Sia la felicità che la sofferenza dovrebbero essere indirizzate all’interno, non verso l’ego, ma verso la percezione dell’anima. Lì, esse nutrono la fontana della gioia interiore, ricordandoci quanto siano temporanei tutti gli stati emozionali. […]
Quando gli stati opposti di dolore e piacere si risolvono nell’eterno qui e ora, nell’anima irrompe una gioia oceanica. Sorge allora la comprensione che la gioia è sempre stata con noi, sottilmente nascosta dietro ogni emozione, pensiero e azione. Ogni cosa che abbiamo mai cercato, ogni appagamento che stiamo cercando di raggiungere, è già con noi, nel cuore della nostra consapevolezza, anche se ai margini di essa non potremo mai trovarlo.
Come possiamo ottenere la perfetta libertà? Soprattutto, dobbiamo meditare regolarmente, per stabilire un contatto con la supercoscienza. Finché ci identifichiamo con il nostro limitato stato di veglia attuale, non potremo mai ritirarci completamente dalla periferia del nostro essere, ma rimarremo legati ai sensi e al mondo esterno. Il nostro ego deve essere purificato, fino a quando, osservando il mondo, non gli imporremo più la nostra consapevolezza egoica. Vedremo allora ogni cosa come una manifestazione dell’unico, eterno Sé. […]
Molti sono i sentieri verso Dio, sebbene il loro numero diminuisca via via che la mente viaggia verso l’interno. Tutti quei sentieri, alla fine, ci chiedono di vivere nell’eterno presente. Alcuni ricercatori spirituali raggiungono questo stato con il processo descritto finora in questo capitolo, vale a dire, eliminando gradualmente la coscienza di un “lì” e di un “poi”. In India, questa pratica è conosciuta come neti, neti: né questo né quello. Così come, pelando una cipolla, la si riduce a un niente, con la graduale eliminazione del “lì e poi” si scopre l’eterno presente. Il tempo e lo spazio vengono completamente eliminati.

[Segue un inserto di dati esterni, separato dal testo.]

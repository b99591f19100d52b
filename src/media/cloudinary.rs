// src/media/cloudinary.rs

use async_trait::async_trait;
use chrono::Utc;
use reqwest::multipart::{Form, Part};
use reqwest::Client;
use serde::Deserialize;
use sha2::{Digest, Sha256};

use crate::config::CloudinaryConfig;
use crate::media::{MediaError, MediaStore, UploadedFile};

#[derive(Debug, Deserialize)]
struct UploadResponse {
    secure_url: String,
}

/// Signed uploads to Cloudinary's image API.
pub struct CloudinaryStore {
    client: Client,
    config: CloudinaryConfig,
}

impl CloudinaryStore {
    pub fn new(config: CloudinaryConfig) -> Self {
        Self {
            client: Client::new(),
            config,
        }
    }

    fn endpoint(&self, action: &str) -> String {
        format!(
            "https://api.cloudinary.com/v1_1/{}/image/{}",
            self.config.cloud_name, action
        )
    }

    /// `params` must already be sorted by key, joined as `k=v&k=v`.
    fn sign(&self, params: &str) -> String {
        sign(params, &self.config.api_secret)
    }
}

fn sign(params: &str, api_secret: &str) -> String {
    let mut hasher = Sha256::new();
    hasher.update(params.as_bytes());
    hasher.update(api_secret.as_bytes());
    hex::encode(hasher.finalize())
}

/// Public id of an asset: the last path segment without its extension.
pub fn public_id_from_url(url: &str) -> Option<&str> {
    let last = url.rsplit('/').next()?;
    let id = last.split('.').next()?;
    (!id.is_empty()).then_some(id)
}

async fn check(response: reqwest::Response) -> Result<reqwest::Response, MediaError> {
    if response.status().is_success() {
        return Ok(response);
    }
    let status = response.status().as_u16();
    let body = response.text().await.unwrap_or_else(|_| "Unknown error".to_string());
    Err(MediaError::Rejected { status, body })
}

#[async_trait]
impl MediaStore for CloudinaryStore {
    async fn upload(&self, file: &UploadedFile) -> Result<String, MediaError> {
        let timestamp = Utc::now().timestamp().to_string();
        let signature = self.sign(&format!("timestamp={}", timestamp));

        let part = Part::bytes(file.bytes.clone())
            .file_name(file.filename.clone())
            .mime_str(&file.content_type)?;
        let form = Form::new()
            .part("file", part)
            .text("api_key", self.config.api_key.clone())
            .text("timestamp", timestamp)
            .text("signature", signature)
            .text("signature_algorithm", "sha256");

        let response = self
            .client
            .post(self.endpoint("upload"))
            .multipart(form)
            .send()
            .await?;
        let uploaded: UploadResponse = check(response).await?.json().await?;
        Ok(uploaded.secure_url)
    }

    async fn destroy(&self, url: &str) -> Result<(), MediaError> {
        let public_id = public_id_from_url(url).ok_or_else(|| MediaError::BadUrl(url.to_string()))?;
        let timestamp = Utc::now().timestamp().to_string();
        let signature = self.sign(&format!("public_id={}&timestamp={}", public_id, timestamp));

        let params = [
            ("public_id", public_id.to_string()),
            ("api_key", self.config.api_key.clone()),
            ("timestamp", timestamp),
            ("signature", signature),
            ("signature_algorithm", "sha256".to_string()),
        ];
        let response = self
            .client
            .post(self.endpoint("destroy"))
            .form(&params)
            .send()
            .await?;
        check(response).await?;
        Ok(())
    }
}
use std::io;
use std::sync::Arc;

use actix_cors::Cors;
use actix_web::{middleware, web, App, HttpServer};
use dotenv::dotenv;

mod config;
mod controllers;
mod db;
mod error;
mod extractors;
mod media;
mod models;
mod routes;
mod services;
mod state;
mod store;

use media::cloudinary::CloudinaryStore;
use services::mail_service::SmtpMailer;
use store::mongo::MongoStore;

fn startup_error(context: &str, e: impl std::fmt::Display) -> io::Error {
    log::error!("{}: {}", context, e);
    io::Error::new(io::ErrorKind::Other, format!("{}: {}", context, e))
}

fn cors(client_origin: Option<&str>) -> Cors {
    let cors = match client_origin {
        Some(origin) => Cors::default().allowed_origin(origin).supports_credentials(),
        None => Cors::default().allow_any_origin(),
    };
    cors.allow_any_method().allow_any_header().max_age(3600)
}

#[actix_web::main]
async fn main() -> io::Result<()> {
    // Load environment variables from .env file (if exists)
    dotenv().ok();
    env_logger::init();

    let config = config::Config::from_env().map_err(|e| startup_error("Invalid configuration", e))?;

    let db_client = db::init_db(&config.mongo_uri)
        .await
        .map_err(|e| startup_error("Failed to connect to MongoDB", e))?;
    let db = db_client.database(&config.mongo_db_name);

    let store = Arc::new(MongoStore::new(&db));
    store
        .ensure_indexes()
        .await
        .map_err(|e| startup_error("Failed to create indexes", e))?;

    let mailer = SmtpMailer::new(&config.smtp).map_err(|e| startup_error("Invalid SMTP settings", e))?;
    let media = CloudinaryStore::new(config.cloudinary.clone());

    let bind = (config.server_host.clone(), config.server_port);
    let client_origin = config.client_origin.clone();
    let app_state = state::AppState {
        users: store.clone(),
        listings: store,
        mailer: Arc::new(mailer),
        media: Arc::new(media),
        config: Arc::new(config),
    };

    log::info!("Listening on {}:{}", bind.0, bind.1);
    HttpServer::new(move || {
        App::new()
            .wrap(middleware::Logger::default())
            .wrap(cors(client_origin.as_deref()))
            .app_data(web::Data::new(app_state.clone()))
            .configure(routes::init)
    })
    .bind(bind)?
    .run()
    .await
}
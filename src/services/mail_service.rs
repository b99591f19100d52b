// src/services/mail_service.rs

use actix_web::web;
use async_trait::async_trait;
use lettre::message::header::ContentType;
use lettre::transport::smtp::authentication::Credentials;
use lettre::{Message, SmtpTransport, Transport};

use crate::config::SmtpConfig;

#[derive(Debug, thiserror::Error)]
pub enum MailError {
    #[error("invalid address: {0}")]
    Address(#[from] lettre::address::AddressError),
    #[error("could not build message: {0}")]
    Build(#[from] lettre::error::Error),
    #[error("smtp: {0}")]
    Smtp(#[from] lettre::transport::smtp::Error),
    #[error("mail worker failed: {0}")]
    Blocking(String),
}

#[derive(Debug, Clone, PartialEq, Eq)]
pub struct OutgoingEmail {
    pub to: String,
    pub subject: String,
    pub html: String,
}

#[async_trait]
pub trait Mailer: Send + Sync {
    async fn send(&self, email: OutgoingEmail) -> Result<(), MailError>;
}

/// Sends mail through an SMTP relay using STARTTLS.
pub struct SmtpMailer {
    transport: SmtpTransport,
    from: String,
}

impl SmtpMailer {
    pub fn new(config: &SmtpConfig) -> Result<Self, MailError> {
        let creds = Credentials::new(config.username.clone(), config.password.clone());
        let transport = SmtpTransport::starttls_relay(&config.server)?
            .port(config.port)
            .credentials(creds)
            .build();
        Ok(Self {
            transport,
            from: config.from.clone(),
        })
    }
}

#[async_trait]
impl Mailer for SmtpMailer {
    async fn send(&self, email: OutgoingEmail) -> Result<(), MailError> {
        let message = Message::builder()
            .from(self.from.parse()?)
            .to(email.to.parse()?)
            .subject(email.subject)
            .header(ContentType::TEXT_HTML)
            .body(email.html)?;

        // The SMTP transport blocks; keep it off the async workers.
        let transport = self.transport.clone();
        let response = web::block(move || transport.send(&message))
            .await
            .map_err(|e| MailError::Blocking(e.to_string()))??;
        log::info!("Email sent successfully to {}: {:?}", email.to, response.code());
        Ok(())
    }
}

/// Escapes text for use in HTML bodies and quoted attributes.
fn escape_html(text: &str) -> String {
    let mut out = String::with_capacity(text.len());
    for c in text.chars() {
        match c {
            '&' => out.push_str("&amp;"),
            '<' => out.push_str("&lt;"),
            '>' => out.push_str("&gt;"),
            '"' => out.push_str("&quot;"),
            '\'' => out.push_str("&#39;"),
            _ => out.push(c),
        }
    }
    out
}

pub fn verification_email(name: &str, to: &str, link: &str) -> OutgoingEmail {
    let name = escape_html(name);
    let link = escape_html(link);
    OutgoingEmail {
        to: to.to_string(),
        subject: "Verify your email".to_string(),
        html: format!(
            "<h3>Hello {name},</h3>\
             <p>Please verify your email by clicking the link below:</p>\
             <a href=\"{link}\">Verify your email</a>\
             <p>This link expires in 1 hour.</p>"
        ),
    }
}

pub fn password_reset_email(name: &str, to: &str, link: &str) -> OutgoingEmail {
    let name = escape_html(name);
    let link = escape_html(link);
    OutgoingEmail {
        to: to.to_string(),
        subject: "Password Reset".to_string(),
        html: format!(
            "<p>Hi {name},</p>\
             <p>Click <a href=\"{link}\">here</a> to reset your password. The link expires in 1 hour.</p>"
        ),
    }
}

Ciò che rimane è la coscienza divina.
Esiste un altro modo per raggiungere quello stato senza tempo e senza spazio: non rimpicciolendo la consapevolezza del proprio ego fino a farla scomparire (cosa che si ottiene con la pratica dell’eliminazione, neti, neti), ma espandendola all’infinito. In questo caso, si applica la descrizione che Paramhansa Yogananda fece della visione divina: «centro ovunque, nessuna circonferenza».